#### RECORDED INFORMATION ####

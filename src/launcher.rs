//! Agent subprocess launcher
//!
//! Spawns the agent CLI in SDK mode and manages its lifetime: argv
//! construction, stderr capture for error reporting, exit monitoring, and
//! graceful-then-forced termination.

use std::path::{Path, PathBuf};
use std::process::Stdio;
use std::sync::{Arc, Mutex};
use std::time::Duration;
use tokio::io::AsyncReadExt;
use tokio::process::Command;
use tokio::sync::{mpsc, watch};

/// Grace window between the termination signal and SIGKILL
const KILL_GRACE: Duration = Duration::from_secs(5);

/// Captured-stderr cap; bytes past this are discarded
const STDERR_CAP: usize = 4 * 1024;

/// Options that shape the agent CLI argv
#[derive(Debug, Clone, Default)]
pub struct SpawnOptions {
    pub model: Option<String>,
    pub permission_mode: Option<String>,
    pub resume_session_id: Option<String>,
    pub fork_session: bool,
    pub system_prompt: Option<String>,
    pub append_system_prompt: Option<String>,
}

/// Build the agent CLI argv for a bridge listening on `port`
///
/// Only `--sdk-url` is mandatory; the agent auto-enables its streaming
/// IO modes under it, so none of those flags are passed here.
pub fn build_argv(port: u16, opts: &SpawnOptions) -> Vec<String> {
    let mut args = vec![
        "--sdk-url".to_string(),
        format!("ws://localhost:{}", port),
    ];

    if let Some(ref model) = opts.model {
        if !model.is_empty() {
            args.push("--model".to_string());
            args.push(model.clone());
        }
    }
    if let Some(ref mode) = opts.permission_mode {
        if !mode.is_empty() {
            args.push("--permission-mode".to_string());
            args.push(mode.clone());
        }
    }
    if let Some(ref resume) = opts.resume_session_id {
        if !resume.is_empty() {
            args.push("--resume".to_string());
            args.push(resume.clone());
        }
    }
    if opts.fork_session {
        args.push("--fork-session".to_string());
    }
    if let Some(ref prompt) = opts.system_prompt {
        if !prompt.is_empty() {
            args.push("--system-prompt".to_string());
            args.push(prompt.clone());
        }
    }
    if let Some(ref prompt) = opts.append_system_prompt {
        if !prompt.is_empty() {
            args.push("--append-system-prompt".to_string());
            args.push(prompt.clone());
        }
    }

    args
}

/// Resolve the agent CLI binary: configured path first, then PATH, then
/// well-known install locations
pub fn resolve_agent_binary(configured: Option<&Path>) -> crate::Result<PathBuf> {
    if let Some(path) = configured {
        if path.exists() {
            return Ok(path.to_path_buf());
        }
        return Err(crate::Error::Spawn(format!(
            "configured agent CLI not found: {}",
            path.display()
        )));
    }

    if let Ok(output) = std::process::Command::new("which").arg("agent").output() {
        if output.status.success() {
            let path = String::from_utf8_lossy(&output.stdout).trim().to_string();
            if !path.is_empty() {
                return Ok(PathBuf::from(path));
            }
        }
    }

    let home = std::env::var("HOME").map(PathBuf::from).unwrap_or_default();
    let candidates = [
        home.join(".local/bin/agent"),
        PathBuf::from("/usr/local/bin/agent"),
        PathBuf::from("/opt/homebrew/bin/agent"),
    ];
    for candidate in &candidates {
        if candidate.exists() {
            return Ok(candidate.clone());
        }
    }

    Err(crate::Error::Spawn(
        "agent CLI not found on PATH; set agent_cli_path".to_string(),
    ))
}

/// A spawned agent subprocess
///
/// The child handle lives inside the exit monitor task; callers interact
/// through the pid, the exit watch, and `kill()`.
pub struct AgentProcess {
    pid: u32,
    stderr: Arc<Mutex<Vec<u8>>>,
    exit_rx: watch::Receiver<Option<i32>>,
    kill_tx: mpsc::UnboundedSender<()>,
}

impl AgentProcess {
    /// Spawn `binary` with `argv`, capturing stderr
    ///
    /// Fails with a typed error when the process produces no PID.
    pub fn spawn(
        binary: &Path,
        argv: &[String],
        cwd: &Path,
        access_token: Option<&str>,
    ) -> crate::Result<Self> {
        let mut command = Command::new(binary);
        command
            .args(argv)
            .current_dir(cwd)
            .stdin(Stdio::null())
            .stdout(Stdio::null())
            .stderr(Stdio::piped())
            .kill_on_drop(true);
        if let Some(token) = access_token {
            command.env("CONDUIT_ACCESS_TOKEN", token);
        }

        let mut child = command.spawn().map_err(|e| {
            crate::Error::Spawn(format!(
                "failed to spawn agent CLI at {}: {}",
                binary.display(),
                e
            ))
        })?;

        let pid = child
            .id()
            .ok_or_else(|| crate::Error::Spawn("agent CLI produced no PID".to_string()))?;

        tracing::info!(pid, binary = %binary.display(), "spawned agent subprocess");

        let stderr = Arc::new(Mutex::new(Vec::new()));
        if let Some(pipe) = child.stderr.take() {
            tokio::spawn(capture_stderr(pipe, stderr.clone()));
        }

        let (exit_tx, exit_rx) = watch::channel(None);
        let (kill_tx, kill_rx) = mpsc::unbounded_channel();
        tokio::spawn(monitor_exit(child, pid, kill_rx, exit_tx));

        Ok(Self {
            pid,
            stderr,
            exit_rx,
            kill_tx,
        })
    }

    pub fn pid(&self) -> u32 {
        self.pid
    }

    /// A watch that resolves to `Some(exit_code)` once the process exits
    pub fn exit_watch(&self) -> watch::Receiver<Option<i32>> {
        self.exit_rx.clone()
    }

    pub fn has_exited(&self) -> bool {
        self.exit_rx.borrow().is_some()
    }

    pub fn exit_code(&self) -> Option<i32> {
        *self.exit_rx.borrow()
    }

    /// Captured stderr so far, lossily decoded
    pub fn stderr_snapshot(&self) -> String {
        let buf = self.stderr.lock().expect("stderr lock poisoned");
        String::from_utf8_lossy(&buf).into_owned()
    }

    /// Terminate the process: SIGTERM, then SIGKILL after the grace window
    ///
    /// Returns once the process has exited.
    pub async fn kill(&self) {
        let _ = self.kill_tx.send(());
        let mut rx = self.exit_rx.clone();
        let _ = rx.wait_for(|code| code.is_some()).await;
    }
}

/// Read stderr into the shared buffer, discarding bytes past the cap
async fn capture_stderr(
    mut pipe: tokio::process::ChildStderr,
    buffer: Arc<Mutex<Vec<u8>>>,
) {
    let mut chunk = [0u8; 1024];
    loop {
        match pipe.read(&mut chunk).await {
            Ok(0) | Err(_) => break,
            Ok(n) => {
                let mut buf = buffer.lock().expect("stderr lock poisoned");
                let remaining = STDERR_CAP.saturating_sub(buf.len());
                let take = n.min(remaining);
                if take > 0 {
                    buf.extend_from_slice(&chunk[..take]);
                }
            }
        }
    }
}

/// Wait for exit, handling kill requests with the grace-window escalation
async fn monitor_exit(
    mut child: tokio::process::Child,
    pid: u32,
    mut kill_rx: mpsc::UnboundedReceiver<()>,
    exit_tx: watch::Sender<Option<i32>>,
) {
    let code = tokio::select! {
        status = child.wait() => exit_code_of(status),
        _ = kill_rx.recv() => {
            tracing::info!(pid, "terminating agent subprocess");
            unsafe {
                libc::kill(pid as i32, libc::SIGTERM);
            }
            match tokio::time::timeout(KILL_GRACE, child.wait()).await {
                Ok(status) => exit_code_of(status),
                Err(_) => {
                    tracing::warn!(pid, "grace window elapsed, force killing");
                    let _ = child.kill().await;
                    -1
                }
            }
        }
    };

    tracing::info!(pid, exit_code = code, "agent subprocess exited");
    let _ = exit_tx.send(Some(code));
}

fn exit_code_of(status: std::io::Result<std::process::ExitStatus>) -> i32 {
    status.ok().and_then(|s| s.code()).unwrap_or(-1)
}

#[cfg(test)]
mod tests {
    use super::*;

    fn tmp() -> PathBuf {
        std::env::temp_dir()
    }

    #[test]
    fn test_build_argv_minimal() {
        let args = build_argv(8311, &SpawnOptions::default());
        assert_eq!(args, vec!["--sdk-url", "ws://localhost:8311"]);
    }

    #[test]
    fn test_build_argv_full() {
        let opts = SpawnOptions {
            model: Some("sonnet-4".to_string()),
            permission_mode: Some("plan".to_string()),
            resume_session_id: Some("agent-1".to_string()),
            fork_session: true,
            system_prompt: Some("be brief".to_string()),
            append_system_prompt: Some("really".to_string()),
        };
        let args = build_argv(8300, &opts);
        assert_eq!(
            args,
            vec![
                "--sdk-url",
                "ws://localhost:8300",
                "--model",
                "sonnet-4",
                "--permission-mode",
                "plan",
                "--resume",
                "agent-1",
                "--fork-session",
                "--system-prompt",
                "be brief",
                "--append-system-prompt",
                "really",
            ]
        );
    }

    #[test]
    fn test_build_argv_skips_empty_strings() {
        let opts = SpawnOptions {
            model: Some(String::new()),
            permission_mode: Some(String::new()),
            ..Default::default()
        };
        let args = build_argv(8300, &opts);
        assert_eq!(args.len(), 2);
    }

    #[test]
    fn test_build_argv_never_passes_stream_flags() {
        let args = build_argv(8300, &SpawnOptions::default());
        for forbidden in ["--print", "--input-format", "--output-format", "--verbose"] {
            assert!(!args.iter().any(|a| a == forbidden));
        }
    }

    #[test]
    fn test_resolve_rejects_missing_configured_path() {
        let result = resolve_agent_binary(Some(Path::new("/definitely/not/here")));
        assert!(matches!(result, Err(crate::Error::Spawn(_))));
    }

    #[tokio::test]
    async fn test_spawn_missing_binary_is_spawn_error() {
        let result = AgentProcess::spawn(
            Path::new("/definitely/not/a/binary"),
            &[],
            &tmp(),
            None,
        );
        assert!(matches!(result, Err(crate::Error::Spawn(_))));
    }

    #[tokio::test]
    async fn test_exit_watch_and_stderr_capture() {
        // cat rejects the unknown flag, writes to stderr and exits nonzero
        let process = AgentProcess::spawn(
            Path::new("/bin/cat"),
            &["--definitely-not-a-flag".to_string()],
            &tmp(),
            None,
        )
        .unwrap();

        let mut rx = process.exit_watch();
        rx.wait_for(|code| code.is_some()).await.unwrap();
        assert_ne!(process.exit_code(), Some(0));
        assert!(process.has_exited());

        // stderr drains slightly after exit
        tokio::time::sleep(Duration::from_millis(100)).await;
        assert!(!process.stderr_snapshot().is_empty());
    }

    #[tokio::test]
    async fn test_stderr_capped_at_4k() {
        let script = "i=0; while [ $i -lt 2000 ]; do echo 0123456789 >&2; i=$((i+1)); done";
        let process = AgentProcess::spawn(
            Path::new("/bin/sh"),
            &["-c".to_string(), script.to_string()],
            &tmp(),
            None,
        )
        .unwrap();

        let mut rx = process.exit_watch();
        rx.wait_for(|code| code.is_some()).await.unwrap();
        tokio::time::sleep(Duration::from_millis(100)).await;

        assert!(process.stderr_snapshot().len() <= STDERR_CAP);
        assert!(!process.stderr_snapshot().is_empty());
    }

    #[tokio::test]
    async fn test_kill_terminates_long_running_process() {
        let process = AgentProcess::spawn(
            Path::new("/bin/sleep"),
            &["30".to_string()],
            &tmp(),
            None,
        )
        .unwrap();

        assert!(!process.has_exited());
        process.kill().await;
        assert!(process.has_exited());
    }

    #[tokio::test]
    async fn test_pid_is_live_until_exit() {
        let process = AgentProcess::spawn(
            Path::new("/bin/sleep"),
            &["30".to_string()],
            &tmp(),
            None,
        )
        .unwrap();

        let alive = unsafe { libc::kill(process.pid() as i32, 0) } == 0;
        assert!(alive);
        process.kill().await;
    }
}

####

▶ [WHAT YOU WILL DO] A single number is the answer: how many lines in the records above contain the word "SpawnOptions".

▶ [RESULT BELOW] 6